Data section:
○ ○ ○ ○
//! Element-wise arithmetic with the 2-D broadcasting rules.
//!
//! `add`, `sub`, `mul` and `div` try, in order:
//!
//! 1. identical shapes: element by element;
//! 2. `that` holds a single element: it is applied to every element of `self`;
//! 3. `self` is `[m, n]` and `that` is `[m, 1]`: row `i` uses `that[i]`;
//! 4. `self` is `[m, n]` and `that` is `[1, n]`: column `j` uses `that[j]`.
//!
//! Anything else is a shape error. `self` is always the left operand, and
//! division by zero gives IEEE infinities or NaN.

use crate::array::Array;
use crate::error::{NdError, Result};
use crate::math::shape_eq;

impl Array {
    fn broadcast_with(
        &self,
        that: &Array,
        op: &'static str,
        f: impl Fn(f64, f64) -> f64,
    ) -> Result<Array> {
        let lhs = self.data();
        let rhs = that.data();

        if shape_eq(self.shape(), that.shape()) {
            let data = lhs.iter().zip(rhs.iter()).map(|(&a, &b)| f(a, b)).collect();
            return Ok(Array::from_parts(self.shape().to_vec(), data));
        }

        if that.ndim() > 0 && that.size() == 1 {
            let s = rhs[0];
            let data = lhs.iter().map(|&a| f(a, s)).collect();
            return Ok(Array::from_parts(self.shape().to_vec(), data));
        }

        match (self.shape(), that.shape()) {
            (&[m, n], &[tm, 1]) if m == tm => {
                let mut data = Vec::with_capacity(m * n);
                for i in 0..m {
                    data.extend(lhs[i * n..(i + 1) * n].iter().map(|&a| f(a, rhs[i])));
                }
                Ok(Array::from_parts(vec![m, n], data))
            }
            (&[m, n], &[1, tn]) if n == tn => {
                let mut data = Vec::with_capacity(m * n);
                for i in 0..m {
                    data.extend(
                        lhs[i * n..(i + 1) * n]
                            .iter()
                            .zip(rhs.iter())
                            .map(|(&a, &b)| f(a, b)),
                    );
                }
                Ok(Array::from_parts(vec![m, n], data))
            }
            _ => Err(NdError::shape(
                op,
                format!(
                    "{:?}, a single element, or a [rows, 1] / [1, cols] vector",
                    self.shape()
                ),
                that.shape(),
            )),
        }
    }

    pub fn add(&self, that: &Array) -> Result<Array> {
        self.broadcast_with(that, "add", |a, b| a + b)
    }

    pub fn sub(&self, that: &Array) -> Result<Array> {
        self.broadcast_with(that, "sub", |a, b| a - b)
    }

    pub fn mul(&self, that: &Array) -> Result<Array> {
        self.broadcast_with(that, "mul", |a, b| a * b)
    }

    pub fn div(&self, that: &Array) -> Result<Array> {
        self.broadcast_with(that, "div", |a, b| a / b)
    }

    /// Element-wise product of two arrays of identical shape, no broadcasting.
    pub fn mul_bit(&self, that: &Array) -> Result<Array> {
        if !shape_eq(self.shape(), that.shape()) {
            return Err(NdError::shape("mul_bit", format!("{:?}", self.shape()), that.shape()));
        }
        self.broadcast_with(that, "mul_bit", |a, b| a * b)
    }

    pub fn add_scalar(&self, s: f64) -> Array {
        self.map(|a| a + s)
    }

    pub fn sub_scalar(&self, s: f64) -> Array {
        self.map(|a| a - s)
    }

    pub fn mul_scalar(&self, s: f64) -> Array {
        self.map(|a| a * s)
    }

    pub fn div_scalar(&self, s: f64) -> Array {
        self.map(|a| a / s)
    }

    pub fn neg(&self) -> Array {
        self.map(|a| -a)
    }

    /// Apply `f` to every element; same shape, new buffer.
    pub fn map<F>(&self, f: F) -> Array
    where
        F: Fn(f64) -> f64,
    {
        let data = self.data().iter().map(|&v| f(v)).collect();
        Array::from_parts(self.shape().to_vec(), data)
    }

    pub fn exp(&self) -> Array {
        self.map(f64::exp)
    }
}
○ ○ ○ ○
Activity: Without omission, retype the full listing shown above.

Answer to this task:
//! Element-wise arithmetic with the 2-D broadcasting rules.
//!
//! `add`, `sub`, `mul` and `div` try, in order:
//!
//! 1. identical shapes: element by element;
//! 2. `that` holds a single element: it is applied to every element of `self`;
//! 3. `self` is `[m, n]` and `that` is `[m, 1]`: row `i` uses `that[i]`;
//! 4. `self` is `[m, n]` and `that` is `[1, n]`: column `j` uses `that[j]`.
//!
//! Anything else is a shape error. `self` is always the left operand, and
//! division by zero gives IEEE infinities or NaN.

use crate::array::Array;
use crate::error::{NdError, Result};
use crate::math::shape_eq;

impl Array {
    fn broadcast_with(
        &self,
        that: &Array,
        op: &'static str,
        f: impl Fn(f64, f64) -> f64,
    ) -> Result<Array> {
        let lhs = self.data();
        let rhs = that.data();

        if shape_eq(self.shape(), that.shape()) {
            let data = lhs.iter().zip(rhs.iter()).map(|(&a, &b)| f(a, b)).collect();
            return Ok(Array::from_parts(self.shape().to_vec(), data));
        }

        if that.ndim() > 0 && that.size() == 1 {
            let s = rhs[0];
            let data = lhs.iter().map(|&a| f(a, s)).collect();
            return Ok(Array::from_parts(self.shape().to_vec(), data));
        }

        match (self.shape(), that.shape()) {
            (&[m, n], &[tm, 1]) if m == tm => {
                let mut data = Vec::with_capacity(m * n);
                for i in 0..m {
                    data.extend(lhs[i * n..(i + 1) * n].iter().map(|&a| f(a, rhs[i])));
                }
                Ok(Array::from_parts(vec![m, n], data))
            }
            (&[m, n], &[1, tn]) if n == tn => {
                let mut data = Vec::with_capacity(m * n);
                for i in 0..m {
                    data.extend(
                        lhs[i * n..(i + 1) * n]
                            .iter()
                            .zip(rhs.iter())
                            .map(|(&a, &b)| f(a, b)),
                    );
                }
                Ok(Array::from_parts(vec![m, n], data))
            }
            _ => Err(NdError::shape(
                op,
                format!(
                    "{:?}, a single element, or a [rows, 1] / [1, cols] vector",
                    self.shape()
                ),
                that.shape(),
            )),
        }
    }

    pub fn add(&self, that: &Array) -> Result<Array> {
        self.broadcast_with(that, "add", |a, b| a + b)
    }

    pub fn sub(&self, that: &Array) -> Result<Array> {
        self.broadcast_with(that, "sub", |a, b| a - b)
    }

    pub fn mul(&self, that: &Array) -> Result<Array> {
        self.broadcast_with(that, "mul", |a, b| a * b)
    }

    pub fn div(&self, that: &Array) -> Result<Array> {
        self.broadcast_with(that, "div", |a, b| a / b)
    }

    /// Element-wise product of two arrays of identical shape, no broadcasting.
    pub fn mul_bit(&self, that: &Array) -> Result<Array> {
        if !shape_eq(self.shape(), that.shape()) {
            return Err(NdError::shape("mul_bit", format!("{:?}", self.shape()), that.shape()));
        }
        self.broadcast_with(that, "mul_bit", |a, b| a * b)
    }

    pub fn add_scalar(&self, s: f64) -> Array {
        self.map(|a| a + s)
    }

    pub fn sub_scalar(&self, s: f64) -> Array {
        self.map(|a| a - s)
    }

    pub fn mul_scalar(&self, s: f64) -> Array {
        self.map(|a| a * s)
    }

    pub fn div_scalar(&self, s: f64) -> Array {
        self.map(|a| a / s)
    }

    pub fn neg(&self) -> Array {
        self.map(|a| -a)
    }

    /// Apply `f` to every element; same shape, new buffer.
    pub fn map<F>(&self, f: F) -> Array
    where
        F: Fn(f64) -> f64,
    {
        let data = self.data().iter().map(|&v| f(v)).collect();
        Array::from_parts(self.shape().to_vec(), data)
    }

    pub fn exp(&self) -> Array {
        self.map(f64::exp)
    }
}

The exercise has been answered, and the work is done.